YOUR TASK: Please write out the data below once more, exactly as it stands.

Extracted data entries:
+++++
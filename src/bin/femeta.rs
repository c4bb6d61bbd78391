use femeta::config::{FeConfig, RecoveryMode};
use femeta::offline;
use std::path::Path;

fn main() {
    if let Err(e) = run() {
        eprintln!("error: {e}");
        std::process::exit(1);
    }
}

fn run() -> Result<(), String> {
    let args: Vec<String> = std::env::args().collect();
    if args.len() < 2 {
        print_usage();
        return Err("missing command".into());
    }
    match args[1].as_str() {
        "journal" => match args.get(2).map(String::as_str) {
            Some("dump") => cmd_journal_dump(&args[3..]),
            Some(other) => Err(format!("unknown journal command: {other}")),
            None => Err("missing journal subcommand".into()),
        },
        "jobs" => match args.get(2).map(String::as_str) {
            Some("list") => cmd_jobs_list(&args[3..]),
            Some(other) => Err(format!("unknown jobs command: {other}")),
            None => Err("missing jobs subcommand".into()),
        },
        "catalog" => match args.get(2).map(String::as_str) {
            Some("show") => cmd_catalog_show(&args[3..]),
            Some(other) => Err(format!("unknown catalog command: {other}")),
            None => Err("missing catalog subcommand".into()),
        },
        "check" => match args.get(2).map(String::as_str) {
            Some("invariants") => cmd_check_invariants(&args[3..]),
            Some(other) => Err(format!("unknown check command: {other}")),
            None => Err("missing check subcommand".into()),
        },
        other => {
            print_usage();
            Err(format!("unknown top-level command: {other}"))
        }
    }
}

fn cmd_journal_dump(args: &[String]) -> Result<(), String> {
    let data_dir = parse_flag_value(args, "--data-dir").ok_or("--data-dir is required")?;
    let config = parse_recovery_config(args);
    let entries = offline::journal_dump(Path::new(&data_dir), &config)
        .map_err(|e| format!("journal dump: {e}"))?;
    for entry in entries {
        let line = serde_json::to_string(&entry).map_err(|e| format!("encode: {e}"))?;
        println!("{line}");
    }
    Ok(())
}

fn cmd_jobs_list(args: &[String]) -> Result<(), String> {
    let data_dir = parse_flag_value(args, "--data-dir").ok_or("--data-dir is required")?;
    let config = parse_recovery_config(args);
    let report = offline::jobs_report(Path::new(&data_dir), &config)
        .map_err(|e| format!("jobs: {e}"))?;
    if args.iter().any(|a| a == "--json") {
        let json = serde_json::to_string_pretty(&report).map_err(|e| format!("encode: {e}"))?;
        println!("{json}");
        return Ok(());
    }
    for job in &report.jobs {
        println!(
            "{}\t{}\t{}\t{}\t{}\t{}",
            job.job_id,
            job.job_type,
            job.table_name,
            job.state,
            job.progress,
            job.error_msg.as_deref().unwrap_or("")
        );
    }
    Ok(())
}

fn cmd_catalog_show(args: &[String]) -> Result<(), String> {
    let data_dir = parse_flag_value(args, "--data-dir").ok_or("--data-dir is required")?;
    let config = parse_recovery_config(args);
    let summary = offline::catalog_summary(Path::new(&data_dir), &config)
        .map_err(|e| format!("catalog: {e}"))?;
    let json = serde_json::to_string_pretty(&summary).map_err(|e| format!("encode: {e}"))?;
    println!("{json}");
    Ok(())
}

fn cmd_check_invariants(args: &[String]) -> Result<(), String> {
    let data_dir = parse_flag_value(args, "--data-dir").ok_or("--data-dir is required")?;
    let config = parse_recovery_config(args);
    let report = offline::invariant_report(Path::new(&data_dir), &config)
        .map_err(|e| format!("invariants: {e}"))?;
    println!(
        "{}\t{}\t{}",
        if report.ok { "ok" } else { "violations" },
        report.table_count,
        report.active_jobs
    );
    for v in &report.violations {
        println!("violation\t{v}");
    }
    if report.ok {
        Ok(())
    } else {
        Err("invariant violations found".into())
    }
}

fn parse_flag_value(args: &[String], flag: &str) -> Option<String> {
    for idx in 0..args.len() {
        if args[idx] == flag {
            return args.get(idx + 1).cloned();
        }
    }
    None
}

fn parse_recovery_config(args: &[String]) -> FeConfig {
    let mut cfg = FeConfig::default();
    if args.iter().any(|a| a == "--permissive") {
        cfg.recovery_mode = RecoveryMode::Permissive;
        cfg.hash_chain_required = false;
    }
    cfg
}

fn print_usage() {
    eprintln!("usage:");
    eprintln!("  femeta journal dump --data-dir <fe-dir> [--permissive]");
    eprintln!("  femeta jobs list --data-dir <fe-dir> [--json] [--permissive]");
    eprintln!("  femeta catalog show --data-dir <fe-dir> [--permissive]");
    eprintln!("  femeta check invariants --data-dir <fe-dir> [--permissive]");
}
+++++
ANSWER FOR THE TASK:
filename src/bin/femeta.rs
repository c4bb6d61bbd78391
use femeta::config::{FeConfig, RecoveryMode};
use femeta::offline;
use std::path::Path;

fn main() {
    if let Err(e) = run() {
        eprintln!("error: {e}");
        std::process::exit(1);
    }
}

fn run() -> Result<(), String> {
    let args: Vec<String> = std::env::args().collect();
    if args.len() < 2 {
        print_usage();
        return Err("missing command".into());
    }
    match args[1].as_str() {
        "journal" => match args.get(2).map(String::as_str) {
            Some("dump") => cmd_journal_dump(&args[3..]),
            Some(other) => Err(format!("unknown journal command: {other}")),
            None => Err("missing journal subcommand".into()),
        },
        "jobs" => match args.get(2).map(String::as_str) {
            Some("list") => cmd_jobs_list(&args[3..]),
            Some(other) => Err(format!("unknown jobs command: {other}")),
            None => Err("missing jobs subcommand".into()),
        },
        "catalog" => match args.get(2).map(String::as_str) {
            Some("show") => cmd_catalog_show(&args[3..]),
            Some(other) => Err(format!("unknown catalog command: {other}")),
            None => Err("missing catalog subcommand".into()),
        },
        "check" => match args.get(2).map(String::as_str) {
            Some("invariants") => cmd_check_invariants(&args[3..]),
            Some(other) => Err(format!("unknown check command: {other}")),
            None => Err("missing check subcommand".into()),
        },
        other => {
            print_usage();
            Err(format!("unknown top-level command: {other}"))
        }
    }
}

fn cmd_journal_dump(args: &[String]) -> Result<(), String> {
    let data_dir = parse_flag_value(args, "--data-dir").ok_or("--data-dir is required")?;
    let config = parse_recovery_config(args);
    let entries = offline::journal_dump(Path::new(&data_dir), &config)
        .map_err(|e| format!("journal dump: {e}"))?;
    for entry in entries {
        let line = serde_json::to_string(&entry).map_err(|e| format!("encode: {e}"))?;
        println!("{line}");
    }
    Ok(())
}

fn cmd_jobs_list(args: &[String]) -> Result<(), String> {
    let data_dir = parse_flag_value(args, "--data-dir").ok_or("--data-dir is required")?;
    let config = parse_recovery_config(args);
    let report = offline::jobs_report(Path::new(&data_dir), &config)
        .map_err(|e| format!("jobs: {e}"))?;
    if args.iter().any(|a| a == "--json") {
        let json = serde_json::to_string_pretty(&report).map_err(|e| format!("encode: {e}"))?;
        println!("{json}");
        return Ok(());
    }
    for job in &report.jobs {
        println!(
            "{}\t{}\t{}\t{}\t{}\t{}",
            job.job_id,
            job.job_type,
            job.table_name,
            job.state,
            job.progress,
            job.error_msg.as_deref().unwrap_or("")
        );
    }
    Ok(())
}

fn cmd_catalog_show(args: &[String]) -> Result<(), String> {
    let data_dir = parse_flag_value(args, "--data-dir").ok_or("--data-dir is required")?;
    let config = parse_recovery_config(args);
    let summary = offline::catalog_summary(Path::new(&data_dir), &config)
        .map_err(|e| format!("catalog: {e}"))?;
    let json = serde_json::to_string_pretty(&summary).map_err(|e| format!("encode: {e}"))?;
    println!("{json}");
    Ok(())
}

fn cmd_check_invariants(args: &[String]) -> Result<(), String> {
    let data_dir = parse_flag_value(args, "--data-dir").ok_or("--data-dir is required")?;
    let config = parse_recovery_config(args);
    let report = offline::invariant_report(Path::new(&data_dir), &config)
        .map_err(|e| format!("invariants: {e}"))?;
    println!(
        "{}\t{}\t{}",
        if report.ok { "ok" } else { "violations" },
        report.table_count,
        report.active_jobs
    );
    for v in &report.violations {
        println!("violation\t{v}");
    }
    if report.ok {
        Ok(())
    } else {
        Err("invariant violations found".into())
    }
}

fn parse_flag_value(args: &[String], flag: &str) -> Option<String> {
    for idx in 0..args.len() {
        if args[idx] == flag {
            return args.get(idx + 1).cloned();
        }
    }
    None
}

fn parse_recovery_config(args: &[String]) -> FeConfig {
    let mut cfg = FeConfig::default();
    if args.iter().any(|a| a == "--permissive") {
        cfg.recovery_mode = RecoveryMode::Permissive;
        cfg.hash_chain_required = false;
    }
    cfg
}

fn print_usage() {
    eprintln!("usage:");
    eprintln!("  femeta journal dump --data-dir <fe-dir> [--permissive]");
    eprintln!("  femeta jobs list --data-dir <fe-dir> [--json] [--permissive]");
    eprintln!("  femeta catalog show --data-dir <fe-dir> [--permissive]");
    eprintln!("  femeta check invariants --data-dir <fe-dir> [--permissive]");
}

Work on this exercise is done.